START Source records

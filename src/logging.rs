use std::path::{Path, PathBuf};
use std::sync::{Once, OnceLock};

use tracing::{info, warn};
use tracing_appender::non_blocking::WorkerGuard;
use tracing_appender::rolling::{RollingFileAppender, Rotation};
use tracing_subscriber::fmt::time::UtcTime;
use tracing_subscriber::{fmt, layer::SubscriberExt, util::SubscriberInitExt, EnvFilter};

use crate::config::LoggingConfig;

/// Structured logging backed by `tracing`.
///
/// Installs one global subscriber: stdout plus a daily-rotated file sink.
/// The file writer is non-blocking; its guard is kept for the life of the
/// process so buffered lines are flushed on exit.

static INIT_LOGGING: Once = Once::new();
static LOG_GUARD: OnceLock<WorkerGuard> = OnceLock::new();

fn default_log_dir() -> PathBuf {
    dirs::data_dir()
        .unwrap_or_else(std::env::temp_dir)
        .join("querybridge")
        .join("logs")
}

fn build_file_appender(log_dir: &Path) -> Option<RollingFileAppender> {
    if let Err(err) = std::fs::create_dir_all(log_dir) {
        eprintln!(
            "[querybridge][WARN] Failed to create log directory {}: {}",
            log_dir.display(),
            err
        );
        return None;
    }
    Some(RollingFileAppender::new(Rotation::DAILY, log_dir, "querybridge.log"))
}

pub fn init_logging(cfg: &LoggingConfig) {
    INIT_LOGGING.call_once(|| {
        let log_dir = cfg.dir.clone().unwrap_or_else(default_log_dir);

        let file_layer = build_file_appender(&log_dir).map(|appender| {
            let (non_blocking, guard) = tracing_appender::non_blocking(appender);
            LOG_GUARD.set(guard).ok();
            fmt::layer()
                .with_ansi(false)
                .with_target(true)
                .with_timer(UtcTime::rfc_3339())
                .with_writer(non_blocking)
        });
        let has_file = file_layer.is_some();

        let filter = EnvFilter::try_from_default_env()
            .or_else(|_| EnvFilter::try_new(&cfg.level))
            .unwrap_or_else(|_| EnvFilter::new("info"));

        let stdout_layer = fmt::layer()
            .with_target(true)
            .with_ansi(true)
            .with_timer(UtcTime::rfc_3339());

        tracing_subscriber::registry()
            .with(filter)
            .with(stdout_layer)
            .with(file_layer)
            .init();

        if has_file {
            info!("Logging initialized; daily files under {}", log_dir.display());
        } else {
            warn!("Logging initialized without file sink (stdout only)");
        }
    });
}
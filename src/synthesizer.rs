//! synthesizer.rs: question + schema → one candidate SQL statement.
//!
//! The rule block asks the model not to emit destructive statements. That
//! instruction is advisory only; the gateway's safety policy is what actually
//! keeps them away from the database.

use tracing::{debug, info, warn};

use crate::error::GenerationFailed;
use crate::llm::{CompletionMode, LlmClient};
use crate::sanitize;

/// Longest question (in chars) placed into a prompt.
pub const MAX_QUESTION_CHARS: usize = 2_000;

const RULES: &str = "Rules:
- Answer with a single valid SQL query and nothing else.
- No comments, no explanations, no quotes around the query.
- No destructive operations (DROP, DELETE, UPDATE, ALTER, TRUNCATE).
Give the query.";

/// Prompt sent to the oracle: schema, quoted question, rule block.
#[derive(Debug, Clone, PartialEq, Eq)]
pub struct Prompt(String);

impl Prompt {
    pub fn build(schema: &str, question: &str) -> Self {
        Prompt(format!(
            "You are an SQL generator. Here is the database schema:\n{}\n\nQuestion: \"{}\"\n\n{}",
            schema.trim(),
            quote_question(question),
            RULES
        ))
    }

    pub fn as_str(&self) -> &str {
        &self.0
    }
}

/// Keep the question on one line and unable to close its own quotes, so it
/// cannot pose as part of the rule block.
fn quote_question(question: &str) -> String {
    let bounded = sanitize::truncate_to_chars(question.trim(), MAX_QUESTION_CHARS);
    bounded
        .split_whitespace()
        .collect::<Vec<_>>()
        .join(" ")
        .replace('"', "'")
}

/// Outcome of one synthesis.
#[derive(Debug)]
pub enum Candidate {
    /// A single-line statement starting with a recognised keyword. Not yet
    /// safety-checked.
    Statement(String),
    /// The oracle answered but no statement could be extracted.
    Empty,
    /// The oracle could not be reached or failed.
    Failed(GenerationFailed),
}

impl Candidate {
    /// The statement text, or `""` when there is none.
    pub fn sql(&self) -> &str {
        match self {
            Candidate::Statement(sql) => sql,
            Candidate::Empty | Candidate::Failed(_) => "",
        }
    }
}

pub struct QuerySynthesizer {
    client: LlmClient,
    model: String,
    mode: CompletionMode,
}

impl QuerySynthesizer {
    pub fn new(client: LlmClient, model: impl Into<String>, mode: CompletionMode) -> Self {
        Self { client, model: model.into(), mode }
    }

    pub fn model(&self) -> &str {
        &self.model
    }

    pub async fn synthesize(&self, question: &str, schema: &str) -> Candidate {
        let prompt = Prompt::build(schema, question);

        let raw = match self.client.complete(&self.model, prompt.as_str(), self.mode).await {
            Ok(raw) => raw,
            Err(e) => {
                warn!("SQL generation failed ({}): {}", self.client.backend_name(), e);
                return Candidate::Failed(e);
            }
        };
        debug!("Raw completion: {:?}", raw.as_str());

        let extracted = sanitize::extract_statement(raw.as_str());
        let sql = sanitize::to_single_line(sanitize::first_statement(&extracted));
        if sql.is_empty() {
            info!("No SQL statement found in model output for: {}", question);
            return Candidate::Empty;
        }

        info!("Generated SQL: {}", sql);
        Candidate::Statement(sql)
    }
}
//! gateway.rs: the last gate before the database.
//!
//! Every candidate goes through the safety policy here, whatever the prompt
//! asked the model to do. A rejected statement never reaches the executor.

use std::sync::Arc;

use tracing::{info, warn};

use crate::database::{Row, SqlExecutor};
use crate::error::PipelineError;
use crate::sanitize::SafetyPolicy;
use crate::synthesizer::Candidate;

/// Rows, or a failure tagged with its origin.
pub type ExecutionResult = Result<Vec<Row>, PipelineError>;

pub struct ExecutionGateway {
    executor: Arc<dyn SqlExecutor>,
    policy: SafetyPolicy,
}

impl ExecutionGateway {
    pub fn new(executor: Arc<dyn SqlExecutor>, policy: SafetyPolicy) -> Self {
        Self { executor, policy }
    }

    pub async fn execute(&self, candidate: Candidate) -> ExecutionResult {
        let sql = match candidate {
            Candidate::Failed(cause) => return Err(PipelineError::Generation(cause)),
            Candidate::Empty => return Err(PipelineError::ExtractionEmpty),
            Candidate::Statement(sql) if sql.trim().is_empty() => return Err(PipelineError::ExtractionEmpty),
            Candidate::Statement(sql) => sql,
        };

        if !self.policy.permits(&sql) {
            warn!("Blocked statement ({:?} policy): {}", self.policy, sql);
            return Err(PipelineError::SafetyRejected { statement: sql });
        }

        match self.executor.run(&sql).await {
            Ok(rows) => {
                info!("Statement returned {} row(s)", rows.len());
                Ok(rows)
            }
            Err(e) => {
                warn!("Execution failed: {} | query: {}", e, sql);
                Err(PipelineError::ExecutionFailed(e.to_string()))
            }
        }
    }
}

END Source records

> [What is expected]: How many lines in the data above contain the word "Rotation"? Reply with only that figure.

> [Worked solution]: 2